Study Urges Boston Mayoral Candidates to Reverse City Policy, Open Doors for Convenient Care Clinics
Clinics provide convenient, cost-effective care for minor illnesses and conditions
BOSTON – Making it possible for convenient care clinics to open in Boston would help meet the statewide potential to save $6 billion over 10 years, steer patients away from costly emergency room visits and offer a cost-effective way to provide more families with better access to care for minor illnesses and conditions, according to a new Policy Brief published by Pioneer Institute.
“As the Boston mayor’s race heads in to the home stretch, I hope the two finalists will consider reversing current policy and welcome convenient care clinics to Boston,” said Josh Archambault, a Pioneer Institute senior health care fellow and co-author of “Mayor, Tear Down this Wall: Why Boston’s Ban on Convenient Care Clinics is Costing Taxpayers Millions.”
Convenient care clinics are small health care clinics in retail environments that provide more convenient, lower-cost care. They are staffed by nurse practitioners and overseen by physicians.
Boston currently has no convenient care clinics due to opposition from outgoing Mayor Thomas Menino. There are a number of clinics in other parts of eastern Massachusetts. Nationally, the number of convenient care clinics increased by more than 600 percent from 2006 to 2012 and continued rapid growth is forecast.
A 2009 RAND Corporation study found the quality of care in convenient care clinics was the same as for physicians’ office visits and better than emergency room care. The clinics also offer more convenience than emergency rooms. The average convenient care clinic wait time for a patient without an appointment is 15-to-20 minutes.
Clinics are also more cost effective. The average cost of an outpatient emergency room visit in Massachusetts is $474 and an illness visit to a primary care physician averages $150, but the cost per visit for one chain of the commonwealth’s convenient care clinics is $84.
Convenient care clinics can also save money by reducing the number of emergency room visits. While the number of ER visits in Massachusetts rose by 6 percent from 2006 to 2010, the cost of those visits jumped by more than 36 percent.

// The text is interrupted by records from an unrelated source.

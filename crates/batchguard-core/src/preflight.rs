use std::sync::Arc;

use crate::error::{Error, Result};
use crate::model::{BatchCatalogEntry, ExecutionStatus, IssuerIdentity, ReferenceDate};
use crate::store::{AuditStore, IssuerStore};

/// Options that relax or extend the precondition checks.
#[derive(Debug, Clone, Copy, Default, PartialEq, Eq)]
pub struct PreflightOptions {
    /// Take the routine out of the batch catalog instead of refusing to run.
    pub remove_from_catalog: bool,
    /// Retry a previous attempt that did not succeed.
    pub force: bool,
}

/// Statuses that block a new attempt for the same tuple.
pub fn blocking_statuses(force: bool) -> &'static [ExecutionStatus] {
    if force {
        &[ExecutionStatus::Succeeded]
    } else {
        &[ExecutionStatus::Registered, ExecutionStatus::Succeeded]
    }
}

pub struct PreflightValidator {
    issuer: Arc<dyn IssuerStore>,
    audit: Arc<dyn AuditStore>,
}

impl PreflightValidator {
    pub fn new(issuer: Arc<dyn IssuerStore>, audit: Arc<dyn AuditStore>) -> Self {
        Self { issuer, audit }
    }

    /// The issuer's own spelling of the routine name, if it exists.
    pub async fn resolve_routine(&self, routine: &str) -> Result<Option<String>> {
        Ok(self.issuer.resolve_routine(routine).await?)
    }

    pub async fn catalog_lookup(&self, routine: &str) -> Result<Option<BatchCatalogEntry>> {
        Ok(self.issuer.catalog_entry(routine).await?)
    }

    pub async fn remove_from_catalog(&self, entry: &BatchCatalogEntry) -> Result<u64> {
        Ok(self.issuer.remove_catalog_entry(entry).await?)
    }

    /// Whether a prior attempt blocks this one. Without `force` a registered
    /// (possibly still running) or succeeded attempt blocks; with `force` only
    /// a success does.
    pub async fn already_executed(
        &self,
        routine: &str,
        issuer: &IssuerIdentity,
        date: ReferenceDate,
        force: bool,
    ) -> Result<bool> {
        let blocking = blocking_statuses(force);
        let records = self.audit.executions_for(routine, issuer, date).await?;

        Ok(records.iter().any(|r| {
            let blocks = blocking.contains(&r.status);
            if blocks {
                tracing::debug!(
                    record_id = %r.id,
                    status = %r.status,
                    "Prior execution blocks this run"
                );
            }
            blocks
        }))
    }

    /// Existence, catalog membership, then idempotency. Stops at the first
    /// failed check and otherwise returns the routine name as the issuer
    /// spells it, which every later lookup and the invocation must use.
    pub async fn run(
        &self,
        requested: &str,
        date: ReferenceDate,
        options: PreflightOptions,
    ) -> Result<String> {
        let identity = self.issuer.identity().clone();

        tracing::info!(routine = requested, "Checking that the routine exists");
        let routine = match self.resolve_routine(requested).await? {
            Some(name) => name,
            None => {
                tracing::error!(
                    routine = requested,
                    database = %identity.database,
                    "Routine not found"
                );
                return Err(Error::RoutineNotFound {
                    routine: requested.to_string(),
                    database: identity.database,
                });
            }
        };
        if routine != requested {
            tracing::info!(requested, routine = %routine, "Using the issuer's routine name");
        }
        let routine = routine.as_str();

        tracing::info!(routine, "Checking the batch service catalog");
        match self.catalog_lookup(routine).await? {
            Some(entry) if options.remove_from_catalog => {
                tracing::info!(
                    routine,
                    execution_order = entry.execution_order,
                    "Removing routine from the batch service catalog (--remove-from-batch)"
                );
                let removed = self.remove_from_catalog(&entry).await?;
                if removed == 0 {
                    tracing::warn!(routine, "Catalog entry was already gone when removing it");
                }
            }
            Some(entry) => {
                tracing::error!(
                    routine,
                    execution_order = entry.execution_order,
                    "Routine is registered to run in the batch service catalog"
                );
                return Err(Error::AlreadyScheduled(routine.to_string()));
            }
            None => {
                tracing::info!(routine, "Routine not registered in the batch service catalog");
            }
        }

        tracing::info!(
            routine,
            run_date = %date,
            force = options.force,
            "Checking previous executions for the reference date"
        );
        if self
            .already_executed(routine, &identity, date, options.force)
            .await?
        {
            tracing::error!(
                routine,
                run_date = %date,
                "Routine already has an execution for the reference date"
            );
            return Err(Error::AlreadyExecuted {
                routine: routine.to_string(),
                reference_date: date,
            });
        }

        Ok(routine.to_string())
    }
}
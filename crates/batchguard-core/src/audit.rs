use std::sync::Arc;

use crate::classifier::ClassifiedError;
use crate::model::{IssuerIdentity, NewExecution, RecordId, ReferenceDate};
use crate::store::{AuditStore, StoreResult};

/// Longest error message persisted, in characters.
pub const MAX_ERROR_MESSAGE_CHARS: usize = 4000;

/// Writes the attempt's lifecycle to the audit store: a pending row before the
/// routine runs, and its conclusion afterwards.
pub struct AuditLogger {
    audit: Arc<dyn AuditStore>,
}

impl AuditLogger {
    pub fn new(audit: Arc<dyn AuditStore>) -> Self {
        Self { audit }
    }

    /// Insert and commit a `Registered` row. Must complete before the routine
    /// is invoked.
    pub async fn register_pending(
        &self,
        issuer: &IssuerIdentity,
        routine: &str,
        date: ReferenceDate,
    ) -> StoreResult<RecordId> {
        let id = self
            .audit
            .insert_registered(&NewExecution {
                reference_date: date,
                issuer: issuer.clone(),
                routine_name: routine.to_string(),
            })
            .await?;

        tracing::info!(record_id = %id, routine, run_date = %date, "Execution registered");
        Ok(id)
    }

    /// Conclude the record. Zero rows updated means the record vanished or was
    /// already concluded; that is logged but does not change the run's outcome.
    pub async fn finalize(
        &self,
        id: RecordId,
        outcome: Result<(), &ClassifiedError>,
    ) -> StoreResult<u64> {
        match outcome {
            Ok(()) => self.conclude(id, None).await,
            Err(err) => self.conclude(id, Some(&err.message())).await,
        }
    }

    /// Conclude the record as failed for a reason that never reached the
    /// server, such as a routine that could not be found.
    pub async fn record_failure(&self, id: RecordId, message: &str) -> StoreResult<u64> {
        self.conclude(id, Some(message)).await
    }

    async fn conclude(&self, id: RecordId, failure: Option<&str>) -> StoreResult<u64> {
        let updated = match failure {
            None => self.audit.mark_succeeded(id).await?,
            Some(message) => self.audit.mark_failed(id, &sanitize_message(message)).await?,
        };

        if updated == 0 {
            tracing::warn!(
                record_id = %id,
                "No execution record updated, it was removed or already concluded"
            );
        } else {
            tracing::info!(
                record_id = %id,
                succeeded = failure.is_none(),
                "Execution record finalized"
            );
        }

        Ok(updated)
    }
}

/// Strip NUL characters and cap the length on a char boundary. Quoting is left
/// to parameter binding.
pub fn sanitize_message(message: &str) -> String {
    message
        .chars()
        .filter(|c| *c != '\0')
        .take(MAX_ERROR_MESSAGE_CHARS)
        .collect()
}
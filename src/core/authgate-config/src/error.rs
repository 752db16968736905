//! Config store error types.

use thiserror::Error;

/// Errors that can occur in the config store.
#[derive(Debug, Error)]
pub enum ConfigError {
    /// The service identity has already been set up. It cannot be replaced.
    #[error("config already exists")]
    AlreadyExists,

    /// Setup has not been run yet.
    #[error("config not found")]
    NotFound,

    /// No public key is stored or mirrored.
    #[error("public key not found")]
    PublicKeyNotFound,

    /// A field failed validation.
    #[error("invalid {field}: {reason}")]
    Validation {
        /// Field name as it appears on the wire.
        field: &'static str,
        /// Human readable reason.
        reason: String,
    },

    /// Stored record could not be encoded or decoded.
    #[error("serialization error: {0}")]
    Serialization(String),

    /// Storage error.
    #[error("storage error: {0}")]
    Storage(String),
}

impl ConfigError {
    pub(crate) fn validation(field: &'static str, reason: impl Into<String>) -> Self {
        ConfigError::Validation {
            field,
            reason: reason.into(),
        }
    }
}

impl From<authgate_storage::StorageError> for ConfigError {
    fn from(e: authgate_storage::StorageError) -> Self {
        ConfigError::Storage(e.to_string())
    }
}
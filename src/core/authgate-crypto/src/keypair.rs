//! RSA keypair generation and validation.
//!
//! Keys travel as PEM text: the private half as PKCS8 (`BEGIN PRIVATE KEY`),
//! the public half as SPKI (`BEGIN PUBLIC KEY`). These are the encodings
//! RS256 JWT libraries expect on both the signing and the verifying side.

use rand::rngs::OsRng;
use rsa::pkcs8::{DecodePrivateKey, DecodePublicKey, EncodePrivateKey, EncodePublicKey, LineEnding};
use rsa::{RsaPrivateKey, RsaPublicKey};
use zeroize::{Zeroize, ZeroizeOnDrop};

use crate::error::{CryptoError, KeyKind};

/// RSA modulus size in bits.
pub const RSA_KEY_BITS: usize = 2048;

/// A PEM-encoded RSA keypair.
///
/// The PEM strings are wiped from memory when the pair is dropped and the
/// private key never shows up in `Debug` output.
#[derive(Clone, Zeroize, ZeroizeOnDrop)]
pub struct KeyPair {
    private_key: String,
    public_key: String,
}

impl KeyPair {
    /// Wraps existing PEM strings. No validation is performed here; see
    /// [`KeyManager::validate`].
    pub fn new(private_key: impl Into<String>, public_key: impl Into<String>) -> Self {
        Self {
            private_key: private_key.into(),
            public_key: public_key.into(),
        }
    }

    /// Returns the PKCS8 PEM private key.
    pub fn private_key_pem(&self) -> &str {
        &self.private_key
    }

    /// Returns the SPKI PEM public key.
    pub fn public_key_pem(&self) -> &str {
        &self.public_key
    }
}

impl std::fmt::Debug for KeyPair {
    fn fmt(&self, f: &mut std::fmt::Formatter<'_>) -> std::fmt::Result {
        f.debug_struct("KeyPair")
            .field("private_key", &"[REDACTED]")
            .field("public_key", &self.public_key)
            .finish()
    }
}

/// Generates and structurally validates RSA keypairs.
///
/// Stateless: nothing generated or validated here is retained.
#[derive(Debug, Clone, Copy, Default)]
pub struct KeyManager;

impl KeyManager {
    /// Generates a fresh RSA-2048 keypair.
    ///
    /// CPU-bound and slow (tens to hundreds of milliseconds); async callers
    /// should run it on a blocking thread.
    pub fn generate() -> Result<KeyPair, CryptoError> {
        let private = RsaPrivateKey::new(&mut OsRng, RSA_KEY_BITS)
            .map_err(|e| CryptoError::KeyGenerationFailed(e.to_string()))?;
        let public = RsaPublicKey::from(&private);

        let private_pem = private
            .to_pkcs8_pem(LineEnding::LF)
            .map_err(|e| CryptoError::KeyGenerationFailed(format!("PKCS8 encoding failed: {e}")))?;
        let public_pem = public
            .to_public_key_pem(LineEnding::LF)
            .map_err(|e| CryptoError::KeyGenerationFailed(format!("SPKI encoding failed: {e}")))?;

        Ok(KeyPair::new(private_pem.as_str(), public_pem))
    }

    /// Checks that both halves parse: private as PKCS8, public as SPKI.
    ///
    /// This does not check that the two keys belong together. A mismatched
    /// pair passes and would later sign tokens the stored public key cannot
    /// verify.
    pub fn validate(pair: &KeyPair) -> Result<(), CryptoError> {
        Self::validate_private_key(pair.private_key_pem())?;
        Self::validate_public_key(pair.public_key_pem())?;
        Ok(())
    }

    /// Checks that a PEM string is a PKCS8 RSA private key.
    pub fn validate_private_key(pem: &str) -> Result<(), CryptoError> {
        RsaPrivateKey::from_pkcs8_pem(pem.trim()).map_err(|e| CryptoError::InvalidKeyFormat {
            kind: KeyKind::Private,
            reason: e.to_string(),
        })?;
        Ok(())
    }

    /// Checks that a PEM string is an SPKI RSA public key.
    pub fn validate_public_key(pem: &str) -> Result<(), CryptoError> {
        RsaPublicKey::from_public_key_pem(pem.trim()).map_err(|e| {
            CryptoError::InvalidKeyFormat {
                kind: KeyKind::Public,
                reason: e.to_string(),
            }
        })?;
        Ok(())
    }
}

Clinics would better serve the 30 percent of Boston residents who are on Medicaid by providing lower-cost, more convenient care. State taxpayers would also benefit. Boston residents on Medicaid represent 14 percent of the statewide Medicaid population and the current absence of convenient care clinics in the city means taxpayers are subsidizing higher-cost care.
Finally, clinics would help address the shortage of primary care physicians. Only about half the family practices in Suffolk County currently accept new patients and there are long wait times for appointments. The situation is unlikely to improve any time soon, since less than one-quarter of new physicians are currently going into primary care.
“Mayor, Tear Down this Wall: Why Boston’s Ban on Convenient Care Clinics is Costing Taxpayers Millions” was co-authored by Lucy Hicks, a senior at Duke University and 2013 Pioneer Institute intern.
Pioneer Institute is an independent, non-partisan, privately funded research organization that seeks to improve the quality of life in Massachusetts through civic discourse and intellectually rigorous, data-driven public policy solutions based on free market principles, individual liberty and responsibility, and the ideal of effective, limited and accountable government.